Architecture-Agnostic Approach: Modify implementation to handle architecture-specific differences in more robust way.
Hash-Based Signature: Generate normalized hash or signature for each function structure to make comparisons more efficient and accurate.
Better State Management: Improve current state management to handle more complex scenarios with multiple clones.
Control Flow Analysis: Add analysis of control flow structure, which would capture logical equivalence of functions beyond just statement counts.
Conclusion
Stage 2 has been challenging yet enlightening. Working directly with GCC has given me a deeper understanding of compiler optimization techniques, particularly Function Multi-Versioning.
Cross-architecture challenges I encountered were unexpected but provided valuable learning experiences about how compiler features can differ between platforms.

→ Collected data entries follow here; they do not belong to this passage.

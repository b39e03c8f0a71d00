//! Sol resolution: the turn engine.
//!
//! One sol runs in a fixed order, each step consuming the previous step's
//! output: modifiers, energy production, energy drain, power gate,
//! compute and oxygen production, life support, loss check, economics.
//! A batch of sols is a strict sequential chain and halts early on loss.

use std::collections::BTreeSet;
use std::fmt;

use rand::Rng;

use crate::catalog::UpgradeGraph;
use crate::config::Rules;
use crate::ledger::{OXYGEN_PER_COLONIST, ResourceLedger};
use crate::mortality::roll_suffocation_deaths;
use crate::types::{ColonyStatus, Mechanic, Strategy, StructureRole, UpgradeEffect, UpgradeId};

// === CONSTANTS ===

/// Grid efficiency with no engineers on the arrays.
pub const GRID_BASE_EFFICIENCY: f64 = 0.5;
/// Efficiency added at full engineer coverage.
pub const ENGINEER_TRIM: f64 = 0.7;
/// Compute bonus per assigned scientist.
pub const SCIENTIST_BONUS: f64 = 0.1;
/// Market price is quoted per this many compute units.
pub const PRICE_SCALE: f64 = 1e8;
/// Cash earned per compute unit at a price of `PRICE_SCALE`.
pub const REVENUE_PER_UNIT: f64 = 1000.0;

// === MODIFIERS ===

/// Upgrade effects in force for one sol.
#[derive(Debug, Clone, Copy, PartialEq)]
pub struct Modifiers {
    pub solar_mult: f64,
    pub crypto_mult: f64,
    pub energy_bonus: f64,
}

impl Default for Modifiers {
    fn default() -> Self {
        Self {
            solar_mult: 1.0,
            crypto_mult: 1.0,
            energy_bonus: 0.0,
        }
    }
}

/// Look up the effects of the unlocked upgrades. Each mechanic has at most
/// one effect-bearing node in a valid graph.
pub fn resolve_modifiers(graph: &UpgradeGraph, unlocked: &BTreeSet<UpgradeId>) -> Modifiers {
    graph
        .effects(unlocked)
        .fold(Modifiers::default(), |mut mods, effect| {
            match effect {
                UpgradeEffect::Multiplier {
                    mechanic: Mechanic::SolarOutput,
                    factor,
                } => mods.solar_mult *= factor,
                UpgradeEffect::Multiplier {
                    mechanic: Mechanic::ComputeYield,
                    factor,
                } => mods.crypto_mult *= factor,
                UpgradeEffect::FlatBonus { amount, .. } => mods.energy_bonus += amount,
                // Rejected when the graph is built.
                UpgradeEffect::Multiplier {
                    mechanic: Mechanic::EnergyProduction,
                    ..
                } => {}
            }
            mods
        })
}

/// Efficiency of the solar grid given engineer coverage of the arrays.
///
/// Coverage is `min(1, engineers / arrays)`, or 1 with no arrays, so the
/// result lies in `[0.5, 1.2]`.
pub fn grid_efficiency(engineers: u32, arrays: u32) -> f64 {
    let coverage = if arrays > 0 {
        (f64::from(engineers) / f64::from(arrays)).min(1.0)
    } else {
        1.0
    };
    GRID_BASE_EFFICIENCY + ENGINEER_TRIM * coverage
}

// === EVENTS ===

/// Notable things that happen during a sol.
#[derive(Debug, Clone, Copy, PartialEq)]
pub enum TurnEvent {
    Blackout,
    Suffocation { deaths: u32 },
    ColonyLost,
    ComputeSold { revenue: f64 },
}

impl fmt::Display for TurnEvent {
    fn fmt(&self, f: &mut fmt::Formatter<'_>) -> fmt::Result {
        match self {
            TurnEvent::Blackout => f.write_str("BLACKOUT! Systems offline."),
            TurnEvent::Suffocation { deaths } => {
                write!(f, "CRITICAL FAILURE: {deaths} colonists suffocated.")
            }
            TurnEvent::ColonyLost => f.write_str("MISSION FAILED: Colony lost."),
            TurnEvent::ComputeSold { revenue } => {
                write!(f, "Sold compute for ${}", whole_dollars(*revenue))
            }
        }
    }
}

/// Truncate to whole dollars with thousands separators.
pub fn whole_dollars(amount: f64) -> String {
    let whole = amount.trunc() as i64;
    let digits = whole.unsigned_abs().to_string();
    let mut out = String::with_capacity(digits.len() + digits.len() / 3 + 1);
    if whole < 0 {
        out.push('-');
    }
    for (i, c) in digits.chars().enumerate() {
        if i > 0 && (digits.len() - i) % 3 == 0 {
            out.push(',');
        }
        out.push(c);
    }
    out
}

// === SOL RESOLUTION ===

/// Figures from one resolved sol.
#[derive(Debug, Clone, Copy, PartialEq, Default)]
pub struct SolReport {
    pub day: u32,
    pub energy_produced: f64,
    pub energy_drain: f64,
    pub net_energy: f64,
    pub has_power: bool,
    pub compute: f64,
    pub oxygen_generated: f64,
    pub oxygen_consumed: f64,
    pub deaths: u32,
    pub revenue: f64,
    pub lost: bool,
}

/// Resolve one sol against the ledger.
///
/// `verbose` controls whether blackout, suffocation and sale events are
/// written to the event log; batches pass `false` to keep the log readable.
/// Colony loss is always logged.
pub fn resolve_sol<R: Rng>(
    ledger: &mut ResourceLedger,
    rules: &Rules,
    strategy: Strategy,
    verbose: bool,
    rng: &mut R,
) -> SolReport {
    let catalog = &rules.catalog;
    let sol = ledger.day + 1;
    let mut report = SolReport {
        day: sol,
        ..SolReport::default()
    };

    // 1. Modifiers
    let mods = resolve_modifiers(&rules.upgrades, &ledger.unlocked);

    // 2. Energy production
    let arrays = catalog.units_with_role(&ledger.structures, StructureRole::PowerSource);
    let efficiency = grid_efficiency(ledger.engineers, arrays);
    let solar_output = catalog.base_output(&ledger.structures, StructureRole::PowerSource)
        * efficiency
        * mods.solar_mult;
    report.energy_produced = solar_output + mods.energy_bonus;

    // 3. Energy drain
    report.energy_drain = catalog.energy_drain(&ledger.structures);
    report.net_energy = report.energy_produced - report.energy_drain;
    ledger.energy = (ledger.energy + report.net_energy).clamp(0.0, rules.limits.energy_cap);

    // 4. Power gate
    report.has_power = ledger.energy > 0.0;
    if !report.has_power && verbose {
        ledger.log(sol, TurnEvent::Blackout);
    }
    let ops_mult = if report.has_power { 1.0 } else { 0.0 };

    // 5. Compute and oxygen production
    let scientist_bonus = 1.0 + SCIENTIST_BONUS * f64::from(ledger.scientists);
    report.compute = catalog.base_output(&ledger.structures, StructureRole::ConsumerCompute)
        * scientist_bonus
        * ops_mult;
    report.oxygen_generated =
        catalog.base_output(&ledger.structures, StructureRole::ConsumerLifeSupport) * ops_mult;

    // 6. Life support
    report.oxygen_consumed = f64::from(ledger.population) * OXYGEN_PER_COLONIST;
    ledger.oxygen += report.oxygen_generated - report.oxygen_consumed;
    if ledger.oxygen <= 0.0 {
        ledger.oxygen = 0.0;
        let rolled = roll_suffocation_deaths(rng);
        report.deaths = ledger.remove_colonists(rolled);
        if verbose {
            ledger.log(
                sol,
                TurnEvent::Suffocation {
                    deaths: report.deaths,
                },
            );
        }

        #[cfg(feature = "instrument")]
        tracing::info!(
            target: "suffocation",
            day = sol,
            rolled = rolled,
            deaths = report.deaths,
            population = ledger.population,
        );
    }

    // 7. Loss check
    if ledger.population == 0 {
        ledger.status = ColonyStatus::Lost;
        ledger.log(sol, TurnEvent::ColonyLost);
        ledger.day = sol;
        report.lost = true;

        #[cfg(feature = "instrument")]
        tracing::info!(target: "colony_lost", day = sol);

        return report;
    }

    // 8. Economics
    if strategy == Strategy::Sell {
        report.revenue =
            report.compute * (ledger.market_price / PRICE_SCALE) * REVENUE_PER_UNIT * mods.crypto_mult;
        ledger.cash += report.revenue;
        if verbose {
            ledger.log(
                sol,
                TurnEvent::ComputeSold {
                    revenue: report.revenue,
                },
            );
        }
    }

    // 9. Advance the calendar
    ledger.day = sol;

    #[cfg(feature = "instrument")]
    tracing::info!(
        target: "sol",
        day = sol,
        energy = ledger.energy,
        net_energy = report.net_energy,
        has_power = report.has_power,
        oxygen = ledger.oxygen,
        population = ledger.population,
        compute = report.compute,
        revenue = report.revenue,
        cash = ledger.cash,
    );

    report
}

/// Advance the ledger by up to `days` sols at its current market price.
///
/// Returns the number of sols actually resolved: zero if the colony is
/// already lost or won, fewer than `days` if it is lost mid-batch.
pub fn advance<R: Rng>(
    ledger: &mut ResourceLedger,
    rules: &Rules,
    days: u32,
    strategy: Strategy,
    rng: &mut R,
) -> u32 {
    if !ledger.is_active() {
        return 0;
    }

    let verbose = days == 1;
    let mut processed = 0;
    for _ in 0..days {
        resolve_sol(ledger, rules, strategy, verbose, rng);
        processed += 1;
        if !ledger.is_active() {
            break;
        }
    }
    processed
}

While my current implementation fulfills the basic requirements of the project, the limitations I identified provide clear direction for improvements in Stage III. I'm particularly interested in developing a more robust comparison algorithm that can accurately determine when two functions are semantically equivalent despite sketchy differences.
Professor Chris Tyler guidance and lectures been instrumental in this journey, providing foundation of knowledge needed to tackle these complex compiler topics. Without his clear explanations, navigating GCC internal structures would be much more difficult.
The journey continues in Stage III, where I'll improve these techniques and address the limitations identified here.
Note: All code for this project is available in my GitHub repository. Feel free to clone it and follow steps above to reproduce my results.